• _Task description_
Restate the opening lines of the material below word for word, stopping after the line that contains "pub enum GeocodeError".
---------- The data
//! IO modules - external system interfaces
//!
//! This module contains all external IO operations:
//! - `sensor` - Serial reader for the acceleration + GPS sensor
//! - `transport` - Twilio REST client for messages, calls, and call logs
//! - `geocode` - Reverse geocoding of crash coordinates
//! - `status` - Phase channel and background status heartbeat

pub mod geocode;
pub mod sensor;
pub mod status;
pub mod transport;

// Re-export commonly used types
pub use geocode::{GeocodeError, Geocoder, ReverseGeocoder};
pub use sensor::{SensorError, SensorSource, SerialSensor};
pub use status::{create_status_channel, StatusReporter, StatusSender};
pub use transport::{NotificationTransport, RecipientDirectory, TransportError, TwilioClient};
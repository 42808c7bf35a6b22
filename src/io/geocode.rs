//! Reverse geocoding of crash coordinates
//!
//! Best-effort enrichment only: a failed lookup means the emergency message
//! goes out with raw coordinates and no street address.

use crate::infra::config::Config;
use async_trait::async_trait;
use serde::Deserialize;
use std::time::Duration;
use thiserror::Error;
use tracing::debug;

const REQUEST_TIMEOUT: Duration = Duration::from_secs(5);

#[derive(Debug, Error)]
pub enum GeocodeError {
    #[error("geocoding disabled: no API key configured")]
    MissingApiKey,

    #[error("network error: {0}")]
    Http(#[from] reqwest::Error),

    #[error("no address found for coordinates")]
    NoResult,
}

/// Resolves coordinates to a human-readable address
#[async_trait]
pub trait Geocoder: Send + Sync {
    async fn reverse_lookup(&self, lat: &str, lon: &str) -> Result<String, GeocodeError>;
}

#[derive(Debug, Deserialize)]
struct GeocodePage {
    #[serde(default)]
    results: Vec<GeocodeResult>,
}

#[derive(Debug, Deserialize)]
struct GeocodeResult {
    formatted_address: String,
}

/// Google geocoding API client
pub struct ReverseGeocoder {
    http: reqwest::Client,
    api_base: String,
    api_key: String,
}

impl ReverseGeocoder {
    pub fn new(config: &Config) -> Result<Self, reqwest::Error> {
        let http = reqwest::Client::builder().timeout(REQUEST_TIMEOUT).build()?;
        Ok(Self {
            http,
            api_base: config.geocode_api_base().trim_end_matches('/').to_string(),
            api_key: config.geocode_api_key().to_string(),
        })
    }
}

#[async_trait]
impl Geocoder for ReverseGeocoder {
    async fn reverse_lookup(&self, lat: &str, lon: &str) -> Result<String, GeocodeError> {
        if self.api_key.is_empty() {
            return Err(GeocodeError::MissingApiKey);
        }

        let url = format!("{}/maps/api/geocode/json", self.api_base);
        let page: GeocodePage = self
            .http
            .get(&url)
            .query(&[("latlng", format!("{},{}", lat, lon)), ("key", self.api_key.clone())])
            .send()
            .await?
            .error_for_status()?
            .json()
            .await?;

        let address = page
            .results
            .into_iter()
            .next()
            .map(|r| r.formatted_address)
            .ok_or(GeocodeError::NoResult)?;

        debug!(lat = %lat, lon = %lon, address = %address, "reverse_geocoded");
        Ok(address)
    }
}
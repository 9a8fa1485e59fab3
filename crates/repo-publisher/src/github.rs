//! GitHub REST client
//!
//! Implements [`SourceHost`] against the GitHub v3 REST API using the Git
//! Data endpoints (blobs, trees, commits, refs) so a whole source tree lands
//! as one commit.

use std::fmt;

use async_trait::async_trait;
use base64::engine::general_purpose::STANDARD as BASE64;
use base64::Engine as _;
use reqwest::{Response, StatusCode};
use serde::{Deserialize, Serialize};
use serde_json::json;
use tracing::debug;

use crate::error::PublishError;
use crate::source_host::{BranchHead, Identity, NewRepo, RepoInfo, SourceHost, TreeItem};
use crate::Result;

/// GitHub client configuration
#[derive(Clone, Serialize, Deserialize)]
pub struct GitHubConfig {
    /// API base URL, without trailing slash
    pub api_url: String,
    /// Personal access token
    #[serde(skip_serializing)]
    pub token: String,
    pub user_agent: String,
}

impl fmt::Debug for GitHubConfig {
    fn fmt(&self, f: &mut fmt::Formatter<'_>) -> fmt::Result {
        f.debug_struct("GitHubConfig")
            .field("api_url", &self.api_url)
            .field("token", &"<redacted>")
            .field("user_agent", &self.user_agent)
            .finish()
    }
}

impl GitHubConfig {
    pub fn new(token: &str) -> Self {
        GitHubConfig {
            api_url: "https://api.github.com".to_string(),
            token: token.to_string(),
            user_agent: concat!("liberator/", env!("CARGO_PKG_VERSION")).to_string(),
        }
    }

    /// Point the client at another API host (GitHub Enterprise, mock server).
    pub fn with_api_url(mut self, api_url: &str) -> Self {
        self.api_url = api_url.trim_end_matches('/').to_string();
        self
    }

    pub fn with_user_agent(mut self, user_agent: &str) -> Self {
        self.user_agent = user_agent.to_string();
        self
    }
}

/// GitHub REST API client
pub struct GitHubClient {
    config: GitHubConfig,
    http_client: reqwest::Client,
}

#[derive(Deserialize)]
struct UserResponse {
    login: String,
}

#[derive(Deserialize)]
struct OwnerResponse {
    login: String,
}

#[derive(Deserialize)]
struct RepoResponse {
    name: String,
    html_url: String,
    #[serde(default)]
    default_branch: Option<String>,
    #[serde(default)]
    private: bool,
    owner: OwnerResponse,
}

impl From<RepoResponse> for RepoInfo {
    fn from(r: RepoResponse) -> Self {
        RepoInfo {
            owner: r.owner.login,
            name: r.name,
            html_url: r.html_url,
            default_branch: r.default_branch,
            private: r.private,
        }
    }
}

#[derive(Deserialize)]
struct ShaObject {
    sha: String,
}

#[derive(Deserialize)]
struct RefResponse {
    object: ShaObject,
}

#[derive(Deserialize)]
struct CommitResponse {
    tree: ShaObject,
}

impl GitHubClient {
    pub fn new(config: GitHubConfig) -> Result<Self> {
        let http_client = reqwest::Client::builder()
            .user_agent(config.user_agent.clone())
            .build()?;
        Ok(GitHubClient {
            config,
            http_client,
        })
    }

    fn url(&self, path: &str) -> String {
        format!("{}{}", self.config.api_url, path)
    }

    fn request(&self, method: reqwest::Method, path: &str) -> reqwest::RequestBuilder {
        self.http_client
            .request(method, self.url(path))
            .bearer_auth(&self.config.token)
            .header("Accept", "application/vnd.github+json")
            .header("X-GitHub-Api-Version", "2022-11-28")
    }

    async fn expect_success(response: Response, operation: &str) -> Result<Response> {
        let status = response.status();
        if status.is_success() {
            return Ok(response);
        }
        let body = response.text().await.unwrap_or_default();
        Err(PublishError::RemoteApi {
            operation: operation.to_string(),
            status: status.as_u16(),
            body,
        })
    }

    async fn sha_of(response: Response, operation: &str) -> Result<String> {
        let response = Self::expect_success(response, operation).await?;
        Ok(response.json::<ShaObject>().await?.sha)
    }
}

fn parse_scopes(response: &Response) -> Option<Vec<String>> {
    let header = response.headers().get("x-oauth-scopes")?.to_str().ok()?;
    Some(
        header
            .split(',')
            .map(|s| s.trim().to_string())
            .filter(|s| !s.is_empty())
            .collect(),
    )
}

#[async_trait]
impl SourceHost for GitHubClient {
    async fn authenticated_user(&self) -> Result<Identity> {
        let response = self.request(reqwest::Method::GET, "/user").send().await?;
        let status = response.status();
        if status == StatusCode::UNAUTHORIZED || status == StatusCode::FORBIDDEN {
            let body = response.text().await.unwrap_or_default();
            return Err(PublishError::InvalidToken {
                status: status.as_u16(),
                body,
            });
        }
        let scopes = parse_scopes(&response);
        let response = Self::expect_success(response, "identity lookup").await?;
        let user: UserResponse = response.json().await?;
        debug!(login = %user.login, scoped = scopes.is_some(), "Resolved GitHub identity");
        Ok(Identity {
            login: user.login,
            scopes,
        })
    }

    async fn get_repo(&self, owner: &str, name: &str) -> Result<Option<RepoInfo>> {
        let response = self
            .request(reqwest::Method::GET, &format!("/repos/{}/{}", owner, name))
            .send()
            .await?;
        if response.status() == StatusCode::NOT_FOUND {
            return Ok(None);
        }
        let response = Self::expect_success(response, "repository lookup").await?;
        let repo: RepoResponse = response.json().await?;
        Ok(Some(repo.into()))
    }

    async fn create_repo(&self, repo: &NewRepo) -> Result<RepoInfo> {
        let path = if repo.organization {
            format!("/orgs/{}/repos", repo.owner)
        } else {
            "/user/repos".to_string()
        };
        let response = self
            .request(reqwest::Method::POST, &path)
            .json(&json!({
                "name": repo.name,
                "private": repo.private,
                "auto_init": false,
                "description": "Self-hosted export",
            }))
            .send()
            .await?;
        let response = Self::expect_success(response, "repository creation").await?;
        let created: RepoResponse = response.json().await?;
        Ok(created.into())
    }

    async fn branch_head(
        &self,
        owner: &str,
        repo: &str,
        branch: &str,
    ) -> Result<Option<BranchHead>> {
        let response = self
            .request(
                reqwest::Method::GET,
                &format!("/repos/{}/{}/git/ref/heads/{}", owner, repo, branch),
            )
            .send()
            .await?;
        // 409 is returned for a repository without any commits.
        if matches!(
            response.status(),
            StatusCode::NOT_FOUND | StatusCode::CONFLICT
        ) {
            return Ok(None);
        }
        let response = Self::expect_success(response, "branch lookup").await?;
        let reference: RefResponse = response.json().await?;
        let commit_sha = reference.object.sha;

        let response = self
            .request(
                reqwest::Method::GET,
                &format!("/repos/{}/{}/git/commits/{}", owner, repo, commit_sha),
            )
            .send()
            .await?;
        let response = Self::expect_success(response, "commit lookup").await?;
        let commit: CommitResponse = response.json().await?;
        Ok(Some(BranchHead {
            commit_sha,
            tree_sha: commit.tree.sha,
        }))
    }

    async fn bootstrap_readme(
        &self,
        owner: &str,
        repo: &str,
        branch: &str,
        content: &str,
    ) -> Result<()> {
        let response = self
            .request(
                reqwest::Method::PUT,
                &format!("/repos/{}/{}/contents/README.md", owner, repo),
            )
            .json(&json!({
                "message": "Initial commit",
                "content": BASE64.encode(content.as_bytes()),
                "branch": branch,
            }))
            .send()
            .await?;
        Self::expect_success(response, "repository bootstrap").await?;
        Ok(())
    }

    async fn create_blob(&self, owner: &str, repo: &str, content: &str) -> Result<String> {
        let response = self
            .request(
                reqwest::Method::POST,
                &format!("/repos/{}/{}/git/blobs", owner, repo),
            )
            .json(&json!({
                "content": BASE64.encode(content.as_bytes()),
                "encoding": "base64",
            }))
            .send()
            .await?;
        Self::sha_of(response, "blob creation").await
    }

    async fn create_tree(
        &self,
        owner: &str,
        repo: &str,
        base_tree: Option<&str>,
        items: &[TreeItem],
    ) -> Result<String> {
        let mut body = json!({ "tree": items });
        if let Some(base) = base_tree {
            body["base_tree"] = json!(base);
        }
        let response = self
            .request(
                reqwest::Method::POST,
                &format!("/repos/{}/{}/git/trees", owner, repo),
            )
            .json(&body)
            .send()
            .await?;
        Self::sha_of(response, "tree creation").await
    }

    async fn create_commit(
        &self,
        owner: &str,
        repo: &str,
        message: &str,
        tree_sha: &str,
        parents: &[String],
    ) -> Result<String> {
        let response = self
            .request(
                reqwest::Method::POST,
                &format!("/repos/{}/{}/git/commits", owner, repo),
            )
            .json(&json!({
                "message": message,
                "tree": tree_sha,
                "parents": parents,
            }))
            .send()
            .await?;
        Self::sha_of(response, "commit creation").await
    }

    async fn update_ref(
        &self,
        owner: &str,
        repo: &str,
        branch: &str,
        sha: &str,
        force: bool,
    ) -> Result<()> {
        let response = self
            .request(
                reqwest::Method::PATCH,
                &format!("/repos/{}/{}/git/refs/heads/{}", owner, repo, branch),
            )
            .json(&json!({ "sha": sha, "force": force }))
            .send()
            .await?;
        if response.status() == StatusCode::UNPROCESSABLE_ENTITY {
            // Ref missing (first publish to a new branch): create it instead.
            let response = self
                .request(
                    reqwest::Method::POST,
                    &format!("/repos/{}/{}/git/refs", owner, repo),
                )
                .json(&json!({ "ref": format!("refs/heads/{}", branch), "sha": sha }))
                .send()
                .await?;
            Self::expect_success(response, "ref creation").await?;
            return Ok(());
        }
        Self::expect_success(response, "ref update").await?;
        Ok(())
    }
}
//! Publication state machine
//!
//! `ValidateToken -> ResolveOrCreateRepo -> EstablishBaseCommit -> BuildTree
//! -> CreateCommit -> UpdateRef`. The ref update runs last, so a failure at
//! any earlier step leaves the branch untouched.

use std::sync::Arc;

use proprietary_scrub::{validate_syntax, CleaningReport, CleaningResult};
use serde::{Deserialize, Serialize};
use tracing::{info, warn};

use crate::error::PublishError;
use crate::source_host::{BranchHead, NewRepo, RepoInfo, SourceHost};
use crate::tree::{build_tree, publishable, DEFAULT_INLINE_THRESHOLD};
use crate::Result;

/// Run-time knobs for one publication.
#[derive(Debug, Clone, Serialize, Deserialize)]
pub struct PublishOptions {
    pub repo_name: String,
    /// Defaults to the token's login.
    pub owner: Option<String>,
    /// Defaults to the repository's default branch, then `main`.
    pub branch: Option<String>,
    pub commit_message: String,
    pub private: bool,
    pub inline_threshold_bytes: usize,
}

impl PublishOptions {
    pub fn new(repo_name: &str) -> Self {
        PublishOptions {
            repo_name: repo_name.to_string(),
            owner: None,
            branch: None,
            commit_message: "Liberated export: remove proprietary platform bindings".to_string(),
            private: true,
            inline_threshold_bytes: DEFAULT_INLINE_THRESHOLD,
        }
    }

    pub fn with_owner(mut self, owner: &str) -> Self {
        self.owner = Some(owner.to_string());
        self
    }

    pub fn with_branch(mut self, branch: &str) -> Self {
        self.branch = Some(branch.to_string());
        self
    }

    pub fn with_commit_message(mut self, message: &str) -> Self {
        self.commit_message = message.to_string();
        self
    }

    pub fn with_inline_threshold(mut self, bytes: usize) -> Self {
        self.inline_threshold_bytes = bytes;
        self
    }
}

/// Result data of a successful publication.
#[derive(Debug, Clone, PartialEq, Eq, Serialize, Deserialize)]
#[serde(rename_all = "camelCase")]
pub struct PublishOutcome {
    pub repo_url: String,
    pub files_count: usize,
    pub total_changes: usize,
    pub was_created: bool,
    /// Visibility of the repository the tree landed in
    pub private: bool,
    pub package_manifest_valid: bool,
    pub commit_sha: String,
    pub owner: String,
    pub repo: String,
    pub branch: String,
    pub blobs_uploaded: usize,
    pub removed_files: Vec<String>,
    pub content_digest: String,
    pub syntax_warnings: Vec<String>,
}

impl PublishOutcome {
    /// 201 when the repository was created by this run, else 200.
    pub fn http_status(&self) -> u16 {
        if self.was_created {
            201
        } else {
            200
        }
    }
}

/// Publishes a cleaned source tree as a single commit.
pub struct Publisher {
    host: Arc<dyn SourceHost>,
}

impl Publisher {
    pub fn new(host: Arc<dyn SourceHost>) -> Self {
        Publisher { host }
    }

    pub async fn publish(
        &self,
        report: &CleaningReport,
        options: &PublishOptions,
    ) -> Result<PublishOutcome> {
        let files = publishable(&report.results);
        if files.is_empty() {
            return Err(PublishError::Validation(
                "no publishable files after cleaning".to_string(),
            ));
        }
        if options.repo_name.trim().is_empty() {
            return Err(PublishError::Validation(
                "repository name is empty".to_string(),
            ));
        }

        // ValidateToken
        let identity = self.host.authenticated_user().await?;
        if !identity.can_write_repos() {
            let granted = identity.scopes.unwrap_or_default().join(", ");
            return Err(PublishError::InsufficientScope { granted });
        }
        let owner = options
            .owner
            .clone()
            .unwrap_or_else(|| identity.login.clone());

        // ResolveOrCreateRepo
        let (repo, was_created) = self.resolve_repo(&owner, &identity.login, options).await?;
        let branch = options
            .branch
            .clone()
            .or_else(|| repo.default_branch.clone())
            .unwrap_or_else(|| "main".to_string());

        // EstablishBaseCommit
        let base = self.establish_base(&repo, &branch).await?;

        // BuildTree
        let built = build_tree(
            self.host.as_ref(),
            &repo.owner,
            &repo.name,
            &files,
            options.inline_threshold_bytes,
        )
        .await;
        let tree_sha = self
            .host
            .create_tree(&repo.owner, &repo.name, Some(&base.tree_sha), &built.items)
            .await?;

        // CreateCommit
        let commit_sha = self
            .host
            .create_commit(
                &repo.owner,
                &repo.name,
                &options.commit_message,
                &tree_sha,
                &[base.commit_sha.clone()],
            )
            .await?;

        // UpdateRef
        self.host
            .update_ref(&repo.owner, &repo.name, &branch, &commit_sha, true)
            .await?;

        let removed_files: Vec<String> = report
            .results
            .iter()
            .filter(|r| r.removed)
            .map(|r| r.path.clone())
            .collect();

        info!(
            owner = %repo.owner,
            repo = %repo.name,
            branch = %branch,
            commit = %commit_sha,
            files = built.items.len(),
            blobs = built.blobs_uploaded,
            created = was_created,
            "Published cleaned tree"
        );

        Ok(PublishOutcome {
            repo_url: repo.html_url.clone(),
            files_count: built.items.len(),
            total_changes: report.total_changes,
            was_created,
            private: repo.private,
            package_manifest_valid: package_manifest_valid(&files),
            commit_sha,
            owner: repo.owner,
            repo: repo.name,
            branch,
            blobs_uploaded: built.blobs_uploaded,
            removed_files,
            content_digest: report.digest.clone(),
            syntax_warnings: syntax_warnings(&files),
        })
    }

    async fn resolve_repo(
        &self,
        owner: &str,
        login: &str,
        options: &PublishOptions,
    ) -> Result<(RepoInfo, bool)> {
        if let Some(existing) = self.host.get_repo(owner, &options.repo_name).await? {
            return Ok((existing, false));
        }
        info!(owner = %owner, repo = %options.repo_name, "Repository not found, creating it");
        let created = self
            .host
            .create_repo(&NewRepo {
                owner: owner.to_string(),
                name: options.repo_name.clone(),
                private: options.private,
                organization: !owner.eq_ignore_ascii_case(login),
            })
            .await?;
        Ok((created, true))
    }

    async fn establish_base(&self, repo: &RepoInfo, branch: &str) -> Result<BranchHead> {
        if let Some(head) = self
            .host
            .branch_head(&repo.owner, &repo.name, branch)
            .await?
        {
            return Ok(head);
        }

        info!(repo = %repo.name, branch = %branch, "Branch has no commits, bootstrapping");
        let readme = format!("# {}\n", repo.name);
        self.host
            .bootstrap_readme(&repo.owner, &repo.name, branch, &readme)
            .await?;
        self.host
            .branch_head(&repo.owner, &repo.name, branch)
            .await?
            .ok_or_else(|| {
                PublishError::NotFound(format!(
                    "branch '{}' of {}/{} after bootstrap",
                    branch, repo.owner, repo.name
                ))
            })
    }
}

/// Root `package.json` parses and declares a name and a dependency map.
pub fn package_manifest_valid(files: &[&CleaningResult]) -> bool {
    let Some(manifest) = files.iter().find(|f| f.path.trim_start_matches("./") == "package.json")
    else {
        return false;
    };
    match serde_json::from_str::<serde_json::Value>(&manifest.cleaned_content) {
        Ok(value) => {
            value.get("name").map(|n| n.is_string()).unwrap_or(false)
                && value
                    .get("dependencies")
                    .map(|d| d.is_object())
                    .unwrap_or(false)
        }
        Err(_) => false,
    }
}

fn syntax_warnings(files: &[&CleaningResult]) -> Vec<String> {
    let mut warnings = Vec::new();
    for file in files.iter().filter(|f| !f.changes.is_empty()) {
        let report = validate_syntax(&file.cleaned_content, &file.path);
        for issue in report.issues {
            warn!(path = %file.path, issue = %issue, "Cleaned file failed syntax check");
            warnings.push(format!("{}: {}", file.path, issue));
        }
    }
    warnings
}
--------------------
• _Result_
//! IO modules - external system interfaces
//!
//! This module contains all external IO operations:
//! - `sensor` - Serial reader for the acceleration + GPS sensor
//! - `transport` - Twilio REST client for messages, calls, and call logs
//! - `geocode` - Reverse geocoding of crash coordinates
//! - `status` - Phase channel and background status heartbeat

pub mod geocode;
pub mod sensor;
pub mod status;
pub mod transport;

// Re-export commonly used types
pub use geocode::{GeocodeError, Geocoder, ReverseGeocoder};
pub use sensor::{SensorError, SensorSource, SerialSensor};
pub use status::{create_status_channel, StatusReporter, StatusSender};
pub use transport::{NotificationTransport, RecipientDirectory, TransportError, TwilioClient};
repository 42808c7bf35a6b22
filename src/io/geocode.rs
//! Reverse geocoding of crash coordinates
//!
//! Best-effort enrichment only: a failed lookup means the emergency message
//! goes out with raw coordinates and no street address.

use crate::infra::config::Config;
use async_trait::async_trait;
use serde::Deserialize;
use std::time::Duration;
use thiserror::Error;
use tracing::debug;

const REQUEST_TIMEOUT: Duration = Duration::from_secs(5);

#[derive(Debug, Error)]
pub enum GeocodeError {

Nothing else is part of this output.